The recipe says to used the Quick Bread/Cake cycle on the machine and then, when the timer goes off, use the bake only cycle for another 20 minutes, or until the top is firm to the touch, it shrinks slightly from the sides of the pan, and a knife inserted in the center comes out clean.  (20 extra minutes was no where near long enough,  I kept adding time, in 20 minute increments until the loaf was done.  All total, I think I may have added another hour or more.)

Once the loaf was done, I removed it, still in the pan, to a rack to cook for 1o minutes.  After that, I removed it, right side up, to the rack to cool completely, then I sliced it and stored the slices in the refrigerator until teatime.

After cleaning the pan, I started my Pumpkin Apple Butter. According to the cookbook, this recipe is adapted for the bread machine from a Libby’s recipe.

Into the bread machine pan, I placed:

15 oz of pumpkin puree

1 large Granny Smith apple, peeled, cored and grated

1/2 cup unsweetened, unfiltered apple juice

1/2 cup light brown sugar

1/2 teaspoon ground cinnamon

1/2 teaspoon ground nutmeg

1/2 teaspoon ground cloves

I set the machine for the Jam cycle and let it go.  When the cycle completed, I removed the pan and stirred in 3 tablespoons of unsalted butter.  I waited until the mixture was cool before transferring it to small containers to freeze.  You can also store this in the refrigerator for up to 2 months.

The bread was dense, moist, and totally delicious.  Not being a fan of fruitcake, I was a little worried that I would not like this, but the tea made all the difference.

Welsh Bara Brith

The pumpkin apple butter was great also, but not really needed with the bread.  It was better with plain English Muffins or over biscuits.  The cookbook recommends serving the bread spread with butter, and I think that may be the best way to appreciate all the great flavors in it.  Since I can’t eat a lot of dried fruit, I sent the leftovers with Becky and she took them to work to get more opinions.  I also gave her the leftover Apricot Preserves, so she offered that with it as well.

Here is what our taste testers at Steamboat Animal Hospital had to say,

“Favorite so far”

“Iz Goood!”

“I love the tea soaked fruit.You can really taste the tea.  I tried it w/marmalade and without. . . both ways are delicious. I love the consistency of the bread and the mix of flavors are each distinct, but go together very well. Two thumbs up.”

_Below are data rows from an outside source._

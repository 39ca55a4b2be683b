use clap::Parser;
use tower_lsp::{LspService, Server};

use robot_ast::RobotVersion;
use robot_lsp::server::RobotLanguageServer;
use robot_lsp::state::Overrides;

#[derive(Parser, Debug)]
#[command(author, version, about = "Robot Framework Language Server")]
struct Cli {
    /// Serve over TCP on this port instead of stdio
    #[arg(long)]
    tcp: Option<u16>,

    /// Python interpreter used for libdoc loading (overrides configuration)
    #[arg(long)]
    python: Option<String>,

    /// Robot Framework version, e.g. "7.0" (skips probing the interpreter)
    #[arg(long)]
    robot_version: Option<RobotVersion>,
}

#[tokio::main]
async fn main() {
    init_logging();

    let args = Cli::parse();
    let overrides = Overrides {
        python: args.python,
        robot_version: args.robot_version,
    };

    let (service, socket) =
        LspService::new(|client| RobotLanguageServer::new(client, overrides));

    match args.tcp {
        Some(port) => {
            let listener = tokio::net::TcpListener::bind(("127.0.0.1", port))
                .await
                .unwrap_or_else(|err| panic!("cannot listen on port {port}: {err}"));
            log::info!("listening on 127.0.0.1:{port}");
            let (stream, peer) = listener
                .accept()
                .await
                .expect("failed to accept connection");
            log::info!("client connected from {peer}");
            let (read, write) = stream.into_split();
            Server::new(read, write, socket).serve(service).await;
        }
        None => {
            let stdin = tokio::io::stdin();
            let stdout = tokio::io::stdout();
            Server::new(stdin, stdout, socket).serve(service).await;
        }
    }
}

/// `RUST_LOG` wins; the call-tracing knobs raise verbosity for debugging
/// sessions started from the editor extension.
fn init_logging() {
    let mut builder = env_logger::Builder::from_default_env();
    if std::env::var("RUST_LOG").is_err()
        && std::env::var("ROBOT_CALL_TRACING_ENABLED").is_ok_and(|v| v == "1" || v == "true")
    {
        let level = std::env::var("ROBOT_CALL_TRACING_LEVEL")
            .ok()
            .and_then(|v| v.parse::<log::LevelFilter>().ok())
            .unwrap_or(log::LevelFilter::Debug);
        builder.filter_level(level);
    }
    builder.init();
}
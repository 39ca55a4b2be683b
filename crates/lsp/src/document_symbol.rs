// ==============================================================================
// textDocument/documentSymbol — nested outline
// ==============================================================================

use tower_lsp::lsp_types::{self, DocumentSymbolResponse};

use crate::convert;
use crate::state::AnalysisShared;
use robot_analysis::{DocumentSymbol, SymbolKind};
use robot_text::TextDocument;

pub fn document_symbols(
    shared: &AnalysisShared,
    document: &TextDocument,
) -> DocumentSymbolResponse {
    let symbols = shared
        .cache
        .get_document_symbols(document)
        .iter()
        .map(|symbol| to_lsp(shared, document, symbol))
        .collect();
    DocumentSymbolResponse::Nested(symbols)
}

fn to_lsp(
    shared: &AnalysisShared,
    document: &TextDocument,
    symbol: &DocumentSymbol,
) -> lsp_types::DocumentSymbol {
    let kind = match symbol.kind {
        SymbolKind::Section => lsp_types::SymbolKind::NAMESPACE,
        SymbolKind::TestCase => lsp_types::SymbolKind::METHOD,
        SymbolKind::Keyword => lsp_types::SymbolKind::FUNCTION,
        SymbolKind::Variable => lsp_types::SymbolKind::VARIABLE,
    };
    let children: Vec<_> = symbol
        .children
        .iter()
        .map(|child| to_lsp(shared, document, child))
        .collect();
    #[allow(deprecated)]
    lsp_types::DocumentSymbol {
        name: symbol.name.to_string(),
        detail: None,
        kind,
        tags: None,
        deprecated: None,
        range: convert::node_range_to_lsp(document, symbol.range, shared.encoding),
        selection_range: convert::node_range_to_lsp(
            document,
            symbol.selection_range,
            shared.encoding,
        ),
        children: (!children.is_empty()).then_some(children),
    }
}
// ==============================================================================
// robot_analysis: the analysis kernel
// ==============================================================================
//
// Everything the LSP adapters call into: libdoc loading (disk-cached,
// fingerprinted), namespace resolution with import-graph invalidation, the
// keyword-call analyzer with run-keyword handling, and the semantic token
// generator. All long-running entry points take a `CancellationToken` and
// poll it between imports and per statement.

pub mod diagnostic;
pub mod disk_cache;
pub mod documents;
pub mod environment;
pub mod folding;
pub mod keyword_call;
pub mod libdoc;
pub mod loader;
pub mod matcher;
pub mod namespace;
pub mod semantic_tokens;
pub mod settings;
pub mod symbols;

pub use diagnostic::{AnalysisDiagnostic, AnalysisDiagnosticKind, Severity};
pub use disk_cache::{CacheKind, CacheMeta, DiskCache};
pub use documents::{AnalysisError, DocumentType, DocumentsCache, StoreResourceResolver};
pub use environment::EnvironmentProbe;
pub use folding::{folding_ranges, FoldingKind, FoldingRange};
pub use keyword_call::{analyze_call, CallPart, CallPartKind};
pub use libdoc::{
    default_library, ArgumentKind, ArgumentSpec, KeywordDoc, LibraryDoc, LibraryKind,
    RunKeywordInfo,
};
pub use loader::{resource_doc, LibdocError, LibdocLoader};
pub use matcher::KeywordMatcher;
pub use namespace::{
    strip_bdd_prefix, FileResourceResolver, KeywordHit, KeywordSource, LibraryEntry, Namespace,
    ResourceEntry, ResourceResolution, ResourceResolver, VariableHit, VariableScope,
    VariablesEntry,
};
pub use semantic_tokens::{
    legend_modifiers, legend_types, SemTokenType, SemanticToken, MOD_BUILTIN, MOD_DECLARATION,
    MOD_DEFAULT_LIBRARY,
};
pub use settings::{
    DiagnosticMode, ExternalDiagnostics, WorkspaceSettings, DEFAULT_LIBDOC_TIMEOUT_SECS,
};
pub use symbols::{document_symbols, DocumentSymbol, SymbolKind};
// ==============================================================================
// Libdoc loader
// ==============================================================================
//
// Produces a `LibraryDoc` for a Python library, resource file, or variables
// file. Python libraries and YAML variables files go through the external
// Robot runtime (`python -m robot.libdoc --format json`) in an isolated
// worker thread with a hard timeout; resource files parse in-process with
// `robot_ast`; JSON variables files with `serde_json`. Successful external
// loads are cached on disk. A failing load never fails the enclosing
// request: the namespace downgrades it to a diagnostic on the import
// statement.

use std::path::{Path, PathBuf};
use std::sync::atomic::{AtomicU64, Ordering};
use std::sync::mpsc;
use std::sync::Arc;
use std::time::Duration;

use serde::Deserialize;
use smol_str::SmolStr;

use robot_ast::{Ast, RobotVersion, SectionBody, SectionKind, StatementKind};
use robot_text::run_in_thread;

use crate::disk_cache::{CacheKind, DiskCache};
use crate::environment::EnvironmentProbe;
use crate::libdoc::{
    default_library, ArgumentKind, ArgumentSpec, KeywordDoc, LibraryDoc, LibraryKind,
};
use crate::settings::WorkspaceSettings;

#[derive(Debug, thiserror::Error)]
pub enum LibdocError {
    #[error("library '{name}' not found: {message}")]
    NotFound { name: SmolStr, message: String },
    #[error("loading '{name}' timed out after {seconds} s")]
    Timeout { name: SmolStr, seconds: u64 },
    #[error("libdoc process failed for '{name}': {message}")]
    Process { name: SmolStr, message: String },
    #[error("could not parse libdoc output for '{name}': {message}")]
    Parse { name: SmolStr, message: String },
    #[error("cannot read {path}: {source}")]
    Io {
        path: PathBuf,
        #[source]
        source: std::io::Error,
    },
}

pub struct LibdocLoader {
    probe: EnvironmentProbe,
    settings: WorkspaceSettings,
    cache: Option<Arc<DiskCache>>,
    timeout: Duration,
}
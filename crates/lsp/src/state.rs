// ==============================================================================
// Shared analysis state
// ==============================================================================
//
// Wires the kernel together for the server: the document store, the
// documents cache (with its libdoc loader and disk cache), the workspace
// settings, and the negotiated position encoding. Built at `initialize`,
// rebuilt when the configuration changes.

use std::path::PathBuf;
use std::sync::Arc;

use tower_lsp::lsp_types::Url;

use robot_analysis::{
    DiskCache, DocumentsCache, EnvironmentProbe, LibdocLoader, WorkspaceSettings,
};
use robot_ast::RobotVersion;
use robot_text::{DocumentStore, DocumentUri, PositionEncoding, TextDocument};

/// Startup overrides from the command line; they survive configuration
/// reloads.
#[derive(Debug, Clone, Default)]
pub struct Overrides {
    pub python: Option<String>,
    pub robot_version: Option<RobotVersion>,
}

pub struct AnalysisShared {
    pub store: Arc<DocumentStore>,
    pub cache: Arc<DocumentsCache>,
    pub settings: WorkspaceSettings,
    pub encoding: PositionEncoding,
    pub workspace_root: Option<PathBuf>,
}

impl AnalysisShared {
    pub fn new(
        mut settings: WorkspaceSettings,
        encoding: PositionEncoding,
        overrides: &Overrides,
        workspace_root: Option<PathBuf>,
    ) -> Arc<Self> {
        if let Some(python) = &overrides.python {
            settings.python_executable = Some(python.clone());
        }
        let probe = match overrides.robot_version {
            Some(version) => EnvironmentProbe::fixed(settings.python(), version),
            None => EnvironmentProbe::probe(settings.python()),
        };
        let disk_cache = workspace_root
            .as_ref()
            .map(|root| Arc::new(DiskCache::new(root, probe.clone())));
        let loader = Arc::new(LibdocLoader::new(probe, settings.clone(), disk_cache));
        let store = Arc::new(DocumentStore::default());
        let cache = Arc::new(DocumentsCache::new(store.clone(), loader));
        Arc::new(Self {
            store,
            cache,
            settings,
            encoding,
            workspace_root,
        })
    }

    /// Parse a wire URI into the core's normalized form. String-level so the
    /// core stays independent of the wire library's `Url` type.
    pub fn uri(raw: &Url) -> Option<DocumentUri> {
        DocumentUri::parse(raw.as_str()).ok()
    }

    pub fn document(&self, raw: &Url) -> Option<Arc<TextDocument>> {
        self.store.get(&Self::uri(raw)?)
    }
}
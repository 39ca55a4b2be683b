// ==============================================================================
// Folding ranges
// ==============================================================================
//
// Sections fold from their header to the last line they contain; test cases
// and keywords from their name line; control-flow blocks from their opening
// statement to their END. Single-line constructs produce no range.

use robot_ast::{Ast, SectionBody, StatementId, StatementKind};

#[derive(Debug, Clone, Copy, PartialEq, Eq)]
pub enum FoldingKind {
    Section,
    TestCase,
    Keyword,
    Block,
    Comment,
}

#[derive(Debug, Clone, Copy, PartialEq, Eq)]
pub struct FoldingRange {
    pub start_line: u32,
    pub end_line: u32,
    pub kind: FoldingKind,
}

pub fn folding_ranges(ast: &Ast) -> Vec<FoldingRange> {
    let mut out = Vec::new();

    for section in &ast.sections {
        let header_line = section.header.line;
        let mut last_line = header_line;

        match &section.body {
            SectionBody::Statements(ids) => {
                for &id in ids {
                    last_line = last_line.max(ast.statement_range(id).end_line);
                    collect_blocks(ast, id, &mut out);
                }
            }
            SectionBody::TestCases(cases) => {
                for case in cases {
                    let mut case_end = case.name.line;
                    for &id in &case.body {
                        case_end = case_end.max(ast.statement_range(id).end_line);
                        collect_blocks(ast, id, &mut out);
                    }
                    push_range(&mut out, case.name.line, case_end, FoldingKind::TestCase);
                    last_line = last_line.max(case_end);
                }
            }
            SectionBody::Keywords(defs) => {
                for def in defs {
                    let mut def_end = def.name.line;
                    for &id in &def.body {
                        def_end = def_end.max(ast.statement_range(id).end_line);
                        collect_blocks(ast, id, &mut out);
                    }
                    push_range(&mut out, def.name.line, def_end, FoldingKind::Keyword);
                    last_line = last_line.max(def_end);
                }
            }
        }

        let kind = match section.kind {
            robot_ast::SectionKind::Comments => FoldingKind::Comment,
            _ => FoldingKind::Section,
        };
        push_range(&mut out, header_line, last_line, kind);
    }

    out.sort_by_key(|r| (r.start_line, r.end_line));
    out
}

fn collect_blocks(ast: &Ast, id: StatementId, out: &mut Vec<FoldingRange>) {
    let stmt = ast.statement(id);
    if matches!(
        stmt.kind,
        StatementKind::For { .. }
            | StatementKind::If { .. }
            | StatementKind::While { .. }
            | StatementKind::Try { .. }
    ) {
        let range = ast.statement_range(id);
        push_range(out, range.start_line, range.end_line, FoldingKind::Block);
    }
    for body in stmt.kind.bodies() {
        for &child in body {
            collect_blocks(ast, child, out);
        }
    }
}

fn push_range(out: &mut Vec<FoldingRange>, start_line: u32, end_line: u32, kind: FoldingKind) {
    if end_line > start_line {
        out.push(FoldingRange {
            start_line,
            end_line,
            kind,
        });
    }
}

#[cfg(test)]
mod tests {
    use super::*;
    use robot_ast::RobotVersion;

    fn ranges(src: &str) -> Vec<FoldingRange> {
        folding_ranges(&robot_ast::parse(src, RobotVersion::new(7, 0)))
    }

    #[test]
    fn sections_test_cases_and_blocks_fold() {
        let src = "\
*** Test Cases ***
First
    FOR    ${i}    IN    a    b
        Log    ${i}
    END
Second
    Log    two
";
        let got = ranges(src);
        assert!(got.contains(&FoldingRange {
            start_line: 0,
            end_line: 6,
            kind: FoldingKind::Section
        }), "{got:?}");
        assert!(got.contains(&FoldingRange {
            start_line: 1,
            end_line: 4,
            kind: FoldingKind::TestCase
        }), "{got:?}");
        assert!(got.contains(&FoldingRange {
            start_line: 2,
            end_line: 4,
            kind: FoldingKind::Block
        }), "{got:?}");
        assert!(got.contains(&FoldingRange {
            start_line: 5,
            end_line: 6,
            kind: FoldingKind::TestCase
        }), "{got:?}");
    }

    #[test]
    fn single_line_constructs_do_not_fold() {
        let src = "*** Settings ***\n";
        assert!(ranges(src).is_empty());
    }

    #[test]
    fn nested_blocks_fold_independently() {
        let src = "\
*** Keywords ***
K
    IF    ${x}
        FOR    ${i}    IN    a
            Log    ${i}
        END
    END
";
        let got = ranges(src);
        let blocks: Vec<_> = got
            .iter()
            .filter(|r| r.kind == FoldingKind::Block)
            .collect();
        assert_eq!(blocks.len(), 2, "{got:?}");
    }
}
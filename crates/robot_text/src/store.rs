// ==============================================================================
// DocumentStore: process-wide URI -> document mapping
// ==============================================================================

use std::path::Path;
use std::sync::Arc;

use dashmap::DashMap;
use parking_lot::Mutex;
use smol_str::SmolStr;

use crate::document::{DocumentError, TextDocument};
use crate::event::{Event, Subscription};
use crate::uri::DocumentUri;

/// One recognized language: id, extensions, and whether the extension match
/// is case sensitive. Definitions are consulted in registration order; first
/// match wins, unmatched files are labeled `unknown`.
#[derive(Debug, Clone)]
pub struct LanguageDefinition {
    pub id: SmolStr,
    pub extensions: Vec<SmolStr>,
    pub case_sensitive: bool,
}

impl LanguageDefinition {
    pub fn new(id: &str, extensions: &[&str], case_sensitive: bool) -> Self {
        Self {
            id: id.into(),
            extensions: extensions.iter().map(|e| SmolStr::from(*e)).collect(),
            case_sensitive,
        }
    }

    fn matches(&self, path: &Path) -> bool {
        let Some(ext) = path.extension().and_then(|e| e.to_str()) else {
            return false;
        };
        self.extensions.iter().any(|candidate| {
            if self.case_sensitive {
                candidate == ext
            } else {
                candidate.eq_ignore_ascii_case(ext)
            }
        })
    }
}

/// Reader chain entry: returns `Some` to claim responsibility for a path.
pub type DocumentReader = Arc<dyn Fn(&Path) -> Option<std::io::Result<String>> + Send + Sync>;

#[derive(Default)]
pub struct StoreEvents {
    pub did_open: Event<DocumentUri>,
    pub did_change: Event<DocumentUri>,
    pub did_close: Event<DocumentUri>,
    pub did_save: Event<DocumentUri>,
    /// A URI not previously known to the store is about to get a document.
    pub did_create_uri: Event<DocumentUri>,
    /// An internal `get_or_open` created a document that is not open in the
    /// editor.
    pub did_create: Event<DocumentUri>,
    /// Rebroadcast of every document's own cache events.
    pub cache_invalidate: Event<DocumentUri>,
    pub cache_invalidated: Event<DocumentUri>,
}

struct StoreEntry {
    document: Arc<TextDocument>,
    /// Keeps the per-document event rebroadcast alive for the entry's
    /// lifetime.
    _subscriptions: Vec<Subscription>,
}

pub struct DocumentStore {
    documents: DashMap<DocumentUri, StoreEntry>,
    languages: Vec<LanguageDefinition>,
    readers: Mutex<Vec<DocumentReader>>,
    pub events: StoreEvents,
}

impl Default for DocumentStore {
    fn default() -> Self {
        Self::new(default_languages())
    }
}

pub fn default_languages() -> Vec<LanguageDefinition> {
    vec![
        LanguageDefinition::new("robotframework", &["robot", "resource"], false),
        LanguageDefinition::new("python", &["py"], false),
        LanguageDefinition::new("yaml", &["yaml", "yml"], false),
        LanguageDefinition::new("json", &["json"], false),
    ]
}

impl DocumentStore {
    pub fn new(languages: Vec<LanguageDefinition>) -> Self {
        Self {
            documents: DashMap::new(),
            languages,
            readers: Mutex::new(Vec::new()),
            events: StoreEvents::default(),
        }
    }

    /// Register a reader consulted (most recent first) by `get_or_open`.
    pub fn add_reader(&self, reader: DocumentReader) {
        self.readers.lock().push(reader);
    }

    pub fn language_id_for_path(&self, path: &Path) -> SmolStr {
        self.languages
            .iter()
            .find(|def| def.matches(path))
            .map(|def| def.id.clone())
            .unwrap_or_else(|| SmolStr::from("unknown"))
    }

    pub fn get(&self, uri: &DocumentUri) -> Option<Arc<TextDocument>> {
        self.documents.get(uri).map(|e| e.document.clone())
    }

    pub fn len(&self) -> usize {
        self.documents.len()
    }

    pub fn is_empty(&self) -> bool {
        self.documents.is_empty()
    }

    pub fn documents(&self) -> Vec<Arc<TextDocument>> {
        self.documents
            .iter()
            .map(|e| e.value().document.clone())
            .collect()
    }

    /// Open from the editor (`didOpen`): creates or replaces content and
    /// marks the document as editor-owned.
    pub fn open(
        &self,
        uri: DocumentUri,
        language_id: Option<&str>,
        version: Option<i32>,
        text: String,
    ) -> Arc<TextDocument> {
        let text = normalize_line_endings(text);
        if let Some(existing) = self.get(&uri) {
            existing.apply_full_change(version, Some(text), true);
            existing.set_opened_in_editor(true);
            self.events.did_open.emit(&uri);
            return existing;
        }
        let language = language_id
            .map(SmolStr::from)
            .or_else(|| uri.to_file_path().map(|p| self.language_id_for_path(&p)))
            .unwrap_or_else(|| SmolStr::from("unknown"));
        let document = self.insert(uri.clone(), language, version, text);
        document.set_opened_in_editor(true);
        self.events.did_open.emit(&uri);
        document
    }

    /// Return the open document or read it from disk through the reader
    /// chain. Documents opened this way are not editor-owned.
    pub fn get_or_open(&self, uri: &DocumentUri) -> Result<Arc<TextDocument>, DocumentError> {
        if let Some(existing) = self.get(uri) {
            return Ok(existing);
        }
        let Some(path) = uri.to_file_path() else {
            return Err(DocumentError::CantReadDocument {
                uri: uri.to_string(),
                source: std::io::Error::new(std::io::ErrorKind::Unsupported, "not a file URI"),
            });
        };
        let text = self
            .read_text(&path)
            .map_err(|source| DocumentError::CantReadDocument {
                uri: uri.to_string(),
                source,
            })?;
        let language = self.language_id_for_path(&path);
        self.events.did_create_uri.emit(uri);
        let document = self.insert(uri.clone(), language, None, normalize_line_endings(text));
        self.events.did_create.emit(uri);
        Ok(document)
    }

    fn read_text(&self, path: &Path) -> std::io::Result<String> {
        for reader in self.readers.lock().iter().rev() {
            if let Some(result) = reader(path) {
                return result;
            }
        }
        std::fs::read_to_string(path)
    }

    fn insert(
        &self,
        uri: DocumentUri,
        language_id: SmolStr,
        version: Option<i32>,
        text: String,
    ) -> Arc<TextDocument> {
        let document = Arc::new(TextDocument::new(
            uri.clone(),
            language_id,
            version,
            text,
        ));
        let mut subscriptions = Vec::new();
        let rebroadcast = self.events.cache_invalidate.clone();
        subscriptions.push(document.events.cache_invalidate.add(move |uri| {
            rebroadcast.emit(uri);
        }));
        let rebroadcast = self.events.cache_invalidated.clone();
        subscriptions.push(document.events.cache_invalidated.add(move |uri| {
            rebroadcast.emit(uri);
        }));
        self.documents.insert(
            uri,
            StoreEntry {
                document: document.clone(),
                _subscriptions: subscriptions,
            },
        );
        document
    }

    /// Notify listeners that `document` changed (the caller already applied
    /// the edit through the document API).
    pub fn notify_changed(&self, uri: &DocumentUri) {
        self.events.did_change.emit(uri);
    }

    pub fn save(&self, uri: &DocumentUri, version: Option<i32>, text: Option<String>) {
        if let Some(document) = self.get(uri) {
            document.save(version, text.map(normalize_line_endings));
            self.events.did_save.emit(uri);
        }
    }

    /// Close a document. `real_close` removes it entirely; otherwise it
    /// reverts to the saved state and stays available for internal use.
    pub fn close(&self, uri: &DocumentUri, real_close: bool) {
        let Some(document) = self.get(uri) else {
            return;
        };
        if real_close {
            self.documents.remove(uri);
            document.clear();
        } else {
            document.set_opened_in_editor(false);
            if document.revert(None) {
                self.events.did_change.emit(uri);
            }
        }
        self.events.did_close.emit(uri);
    }
}

fn normalize_line_endings(text: String) -> String {
    if text.contains('\r') {
        text.replace("\r\n", "\n").replace('\r', "\n")
    } else {
        text
    }
}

“So Good!  Would have never thought of soaking the fruit in tea for baking – genius!  How can I get my hands on a whole loaf?”

“Dank”  (I totally had to use the urban dictionary online to define that one. . . an expression frequently used by stoners and hippies for something of high quality.) LOL

All in all, this one is a keeper, and will possibly show up again around the holidays.

Not sure if this would be good enough to serve the Grantham Family upstairs, but I am sure the staff downstairs would approve.  (Well, maybe not Mr. Carson.)